Variable 1 : Ton coût réel (le prix plancher). C'est le minimum en dessous duquel tu perds de l'argent. Additionne : ton salaire net souhaité, tes cotisations sociales (25,6 % en micro BNC, ou équivalent société), tes charges fixes (outils, assurance, comptable, coworking), et une marge de sécurité de 10-15 % pour les imprévus. Divise le tout par ton nombre de jours facturables réaliste (pas 218 — plutôt 140-160). Ce chiffre, c'est ton plancher absolu. Tu ne descends jamais en dessous.
Exemple concret : tu veux te dégager 3 500 € net par mois. Avec les cotisations et les charges, tu as besoin d'environ 65 000 € de CA annuel. Sur 150 jours facturés, ça donne un TJM plancher de 433 €. Pas 206 €.
Variable 2 : Le prix du marché (le contexte). Regarde ce que facturent les indépendants de ton niveau d'expérience dans ton domaine. Pas pour t'aligner — pour comprendre la fourchette. Un développeur senior à Paris facture entre 500 et 900 €/jour. Un consultant marketing entre 400 et 700 €. Un designer UX entre 350 et 650 €.
Ces fourchettes sont larges. Ton positionnement dans la fourchette dépend de ta spécialisation, de ta réputation et de ta cible. Un généraliste qui travaille avec des PME sera en bas de fourchette. Un spécialiste qui travaille avec des scale-ups sera en haut.
Variable 3 : La valeur perçue (le levier). C'est la variable la plus puissante et la plus sous-exploitée. Ce n'est pas ce que tu fais qui détermine ton prix — c'est l'impact de ce que tu fais pour le client. Un audit SEO qui prend 2 jours mais qui génère 50 000 € de CA supplémentaire pour le client vaut bien plus que 2 × 500 €.
Le passage à la tarification à la valeur est ce qui fait passer un freelance de 400 €/jour à 2 000 € le projet — pour le même travail.
Méthode pas à pas
Étape 1 : Calcule ton prix plancher avec la formule ci-dessus. Note-le. C'est ta ligne rouge.
Étape 2 : Identifie ta fourchette de marché en regardant 10-15 profils similaires au tien sur Malt, LinkedIn ou des communautés de freelances.
Étape 3 : Pour chaque type de mission que tu proposes, estime la valeur que tu crées pour le client. Un site web pour un e-commerce qui fait 20 000 €/mois de CA n'a pas la même valeur qu'un site vitrine pour une association.

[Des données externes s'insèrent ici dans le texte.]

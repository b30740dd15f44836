//! Key-value repository for the `kv_store` table.
//!
//! Values are opaque strings; the JSON helpers cover the common case of
//! storing a serialized document under a fixed key.

use rusqlite::{params, OptionalExtension};
use serde::de::DeserializeOwned;
use serde::Serialize;

use super::{Database, DatabaseError};

pub fn get(db: &Database, key: &str) -> Result<Option<String>, DatabaseError> {
    db.with_conn(|conn| {
        let value = conn
            .query_row(
                "SELECT value FROM kv_store WHERE key = ?1",
                params![key],
                |row| row.get(0),
            )
            .optional()?;
        Ok(value)
    })
}

/// Inserts or replaces the value stored under `key`.
pub fn put(db: &Database, key: &str, value: &str) -> Result<(), DatabaseError> {
    let now = chrono::Utc::now().to_rfc3339();
    db.with_conn(|conn| {
        conn.execute(
            "INSERT INTO kv_store (key, value, updated_at) VALUES (?1, ?2, ?3)
             ON CONFLICT(key) DO UPDATE SET value = ?2, updated_at = ?3",
            params![key, value, now],
        )?;
        Ok(())
    })
}

/// Removes `key`. Returns true if a value was stored.
pub fn delete(db: &Database, key: &str) -> Result<bool, DatabaseError> {
    db.with_conn(|conn| {
        let removed = conn.execute("DELETE FROM kv_store WHERE key = ?1", params![key])?;
        Ok(removed > 0)
    })
}

pub fn get_json<T: DeserializeOwned>(db: &Database, key: &str) -> Result<Option<T>, DatabaseError> {
    match get(db, key)? {
        Some(raw) => serde_json::from_str(&raw)
            .map(Some)
            .map_err(|e| DatabaseError::Serialization {
                key: key.to_string(),
                source: e,
            }),
        None => Ok(None),
    }
}

pub fn put_json<T: Serialize + ?Sized>(
    db: &Database,
    key: &str,
    value: &T,
) -> Result<(), DatabaseError> {
    let raw = serde_json::to_string(value).map_err(|e| DatabaseError::Serialization {
        key: key.to_string(),
        source: e,
    })?;
    put(db, key, &raw)
}
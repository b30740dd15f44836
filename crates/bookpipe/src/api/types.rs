//! Wire types exchanged with the publishing backend.

use std::collections::BTreeMap;

use serde::{Deserialize, Serialize};

/// Body of `POST generate-book`.
#[derive(Debug, Clone, Serialize, PartialEq)]
pub struct GenerateBookRequest {
    pub prompt: String,
    pub n: u32,
    /// Client-assigned ids so the queue can echo them back.
    #[serde(skip_serializing_if = "Vec::is_empty")]
    pub book_ids: Vec<String>,
}

/// Response of the generation endpoints.
///
/// The backend reports counts for the books it processed; a bare
/// acknowledgement with no counts means the whole request was accepted.
#[derive(Debug, Clone, Default, Deserialize, PartialEq)]
pub struct GenerationSummary {
    #[serde(default)]
    pub message: Option<String>,
    #[serde(default, alias = "processedBooks")]
    pub processed_books: u32,
    #[serde(default, alias = "successfulBooks")]
    pub successful_books: u32,
    #[serde(default, alias = "failedBooks")]
    pub failed_books: u32,
}

impl GenerationSummary {
    /// Returns `(processed, succeeded, failed)` for a request covering `total` books.
    pub fn resolve_counts(&self, total: u32) -> (u32, u32, u32) {
        if self.processed_books == 0 && self.successful_books == 0 && self.failed_books == 0 {
            return (total, total, 0);
        }
        let processed = self
            .processed_books
            .max(self.successful_books.saturating_add(self.failed_books));
        (processed, self.successful_books, self.failed_books)
    }
}

/// Body of `POST bulk/generate-kdp-data`.
#[derive(Debug, Clone, Serialize)]
pub struct BulkKdpRequest<'a> {
    pub book_ids: &'a [String],
}

/// Per-book outcome of a bulk call, when the backend reports one.
#[derive(Debug, Clone, Deserialize, PartialEq)]
pub struct BulkItemResult {
    pub book_id: String,
    pub success: bool,
    #[serde(default)]
    pub error: Option<String>,
}

/// Response of `POST bulk/generate-kdp-data`.
#[derive(Debug, Clone, Default, Deserialize, PartialEq)]
pub struct BulkKdpResponse {
    #[serde(default)]
    pub success_count: u32,
    #[serde(default)]
    pub error_count: u32,
    #[serde(default)]
    pub results: Vec<BulkItemResult>,
}

/// Body of `POST upload-book`.
#[derive(Debug, Clone, Serialize)]
pub struct UploadRequest<'a> {
    pub book_id: &'a str,
}

/// Response of `POST upload-book`.
#[derive(Debug, Clone, Default, Deserialize, PartialEq)]
pub struct UploadResponse {
    pub success: bool,
    #[serde(default)]
    pub message: String,
    #[serde(default)]
    pub book_title: Option<String>,
}

/// Response of `GET book-queue`.
#[derive(Debug, Clone, Default, Deserialize)]
pub struct BookQueueResponse {
    #[serde(default)]
    pub book_queue: Vec<RemoteQueueEntry>,
}

/// The authoritative remote view of one book's pipeline position.
#[derive(Debug, Clone, Default, Serialize, Deserialize, PartialEq)]
pub struct RemoteQueueEntry {
    #[serde(default)]
    pub id: Option<String>,
    #[serde(default)]
    pub title: String,
    #[serde(default)]
    pub status: String,
    #[serde(default)]
    pub niche: Option<String>,
    #[serde(default, alias = "targetAudience")]
    pub target_audience: Option<String>,
    #[serde(default, alias = "wordCount")]
    pub word_count: Option<u32>,
    #[serde(default)]
    pub chapters: Option<u32>,
    #[serde(default, alias = "authorName")]
    pub author_name: Option<String>,
    #[serde(default)]
    pub price: Option<f64>,
    #[serde(default, alias = "manuscriptFilename")]
    pub manuscript_filename: Option<String>,
    #[serde(default, alias = "coverFilename")]
    pub cover_filename: Option<String>,
    #[serde(default, alias = "proofreadReport")]
    pub proofread_report: Option<String>,
    #[serde(default, alias = "kdpFormData")]
    pub kdp_form_data: Option<BTreeMap<String, serde_json::Value>>,
    #[serde(default)]
    pub error: Option<String>,
}

/// Response of `GET kdp-login-status`.
#[derive(Debug, Clone, Default, Deserialize, PartialEq)]
pub struct KdpLoginStatus {
    #[serde(default, alias = "isConnected")]
    pub logged_in: bool,
    #[serde(default)]
    pub email: Option<String>,
    #[serde(default)]
    pub error: Option<String>,
}

impl KdpLoginStatus {
    /// The identifying email, if the response carries a non-empty one.
    pub fn account_email(&self) -> Option<&str> {
        self.email.as_deref().map(str::trim).filter(|e| !e.is_empty())
    }

    /// The explicit error, if the response carries a non-empty one.
    pub fn explicit_error(&self) -> Option<&str> {
        self.error.as_deref().map(str::trim).filter(|e| !e.is_empty())
    }
}

/// Response of `POST config`.
#[derive(Debug, Clone, Default, Deserialize, PartialEq)]
pub struct CredentialsResponse {
    #[serde(default)]
    pub success: Option<bool>,
    #[serde(default)]
    pub message: String,
}

#[cfg(test)]
mod tests {
    use super::*;

    #[test]
    fn test_login_status_accepts_both_field_names() {
        let a: KdpLoginStatus =
            serde_json::from_str(r#"{"logged_in": true, "email": "a@b.c"}"#).unwrap();
        let b: KdpLoginStatus =
            serde_json::from_str(r#"{"isConnected": true, "email": "a@b.c"}"#).unwrap();
        assert!(a.logged_in);
        assert!(b.logged_in);
        assert_eq!(a.account_email(), Some("a@b.c"));
    }

    #[test]
    fn test_login_status_blank_fields() {
        let status: KdpLoginStatus =
            serde_json::from_str(r#"{"logged_in": false, "email": " ", "error": ""}"#).unwrap();
        assert!(status.account_email().is_none());
        assert!(status.explicit_error().is_none());
    }

    #[test]
    fn test_queue_entry_parsing() {
        let body = r#"{
            "book_queue": [
                {"id": "b1", "title": "Sourdough", "status": "review", "wordCount": 12000,
                 "kdp_form_data": {"keywords": "bread"}},
                {"title": "No Id", "status": "pending"}
            ]
        }"#;
        let response: BookQueueResponse = serde_json::from_str(body).unwrap();
        assert_eq!(response.book_queue.len(), 2);
        assert_eq!(response.book_queue[0].id.as_deref(), Some("b1"));
        assert_eq!(response.book_queue[0].word_count, Some(12000));
        assert!(response.book_queue[0].kdp_form_data.is_some());
        assert!(response.book_queue[1].id.is_none());
    }

    #[test]
    fn test_generation_summary_counts() {
        let bare = GenerationSummary::default();
        assert_eq!(bare.resolve_counts(3), (3, 3, 0));

        let summary: GenerationSummary =
            serde_json::from_str(r#"{"processedBooks": 1, "successfulBooks": 1}"#).unwrap();
        assert_eq!(summary.resolve_counts(1), (1, 1, 0));

        let partial = GenerationSummary {
            message: None,
            processed_books: 0,
            successful_books: 2,
            failed_books: 1,
        };
        assert_eq!(partial.resolve_counts(3), (3, 2, 1));

        let overflowing = GenerationSummary {
            message: None,
            processed_books: 0,
            successful_books: u32::MAX,
            failed_books: 1,
        };
        assert_eq!(overflowing.resolve_counts(2), (u32::MAX, u32::MAX, 1));
    }
}
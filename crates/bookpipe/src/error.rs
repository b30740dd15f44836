use std::path::PathBuf;
use thiserror::Error;

use crate::worker::JobKind;

#[derive(Error, Debug)]
pub enum BookpipeError {
    #[error("Configuration error: {0}")]
    Config(#[from] ConfigError),

    #[error("API error: {0}")]
    Api(#[from] crate::api::ApiError),

    #[error("Session error: {0}")]
    Session(#[from] crate::session::SessionError),

    #[error("Worker error: {0}")]
    Worker(#[from] WorkerError),

    #[error("Pipeline error: {0}")]
    Pipeline(#[from] crate::pipeline::PipelineError),

    #[error("Database error: {0}")]
    Database(#[from] crate::db::DatabaseError),

    #[error("Secret error: {0}")]
    Secret(#[from] crate::secrets::SecretError),

    #[error("Telemetry error: {0}")]
    Telemetry(#[from] crate::telemetry::TelemetryError),
}

#[derive(Error, Debug)]
pub enum ConfigError {
    #[error("Failed to read config file '{path}': {source}")]
    ReadFile {
        path: PathBuf,
        #[source]
        source: std::io::Error,
    },

    #[error("Failed to parse config JSON: {0}")]
    ParseJson(#[from] serde_json::Error),

    #[error("Config validation failed: {message}")]
    Validation { message: String },

    #[error("Schema validation failed: {errors}")]
    SchemaValidation { errors: String },

    #[error("Invalid setting '{name}': {reason}")]
    InvalidSetting { name: String, reason: String },
}

#[derive(Error, Debug, Clone, PartialEq, Eq)]
pub enum WorkerError {
    #[error("A {0} job is already running")]
    AlreadyRunning(JobKind),

    #[error("Job spec for {spec} submitted to the {worker} worker")]
    KindMismatch { worker: JobKind, spec: JobKind },

    #[error("No worker registered for {0} jobs")]
    NotRegistered(JobKind),

    #[error("Worker channel closed unexpectedly")]
    ChannelClosed,

    #[error("Failed to spawn worker: {0}")]
    SpawnFailed(String),
}

pub type Result<T> = std::result::Result<T, BookpipeError>;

Étape 4 : Positionne ton tarif entre le prix du marché et la valeur perçue. Si ton plancher est à 450 €, que le marché est à 500-700 € et que ta valeur client est de 5 000 €+, tu peux facturer confortablement 600-800 € sans te brader et sans être déconnecté.
Passer du temps au résultat
Le vrai levier de pricing pour un solopreneur, ce n'est pas d'augmenter son TJM — c'est de sortir du TJM. Tant que tu vends du temps, tu as un plafond de verre : il n'y a que 24 heures dans une journée.
Les solopreneurs qui gagnent le mieux sont ceux qui vendent des résultats packagés. « Audit de conversion + recommandations : 3 000 € » plutôt que « 5 jours à 600 € ». Le client sait exactement ce qu'il obtient, tu sais exactement ce que tu gagnes, et si tu deviens plus rapide avec l'expérience, ta marge augmente au lieu de stagner.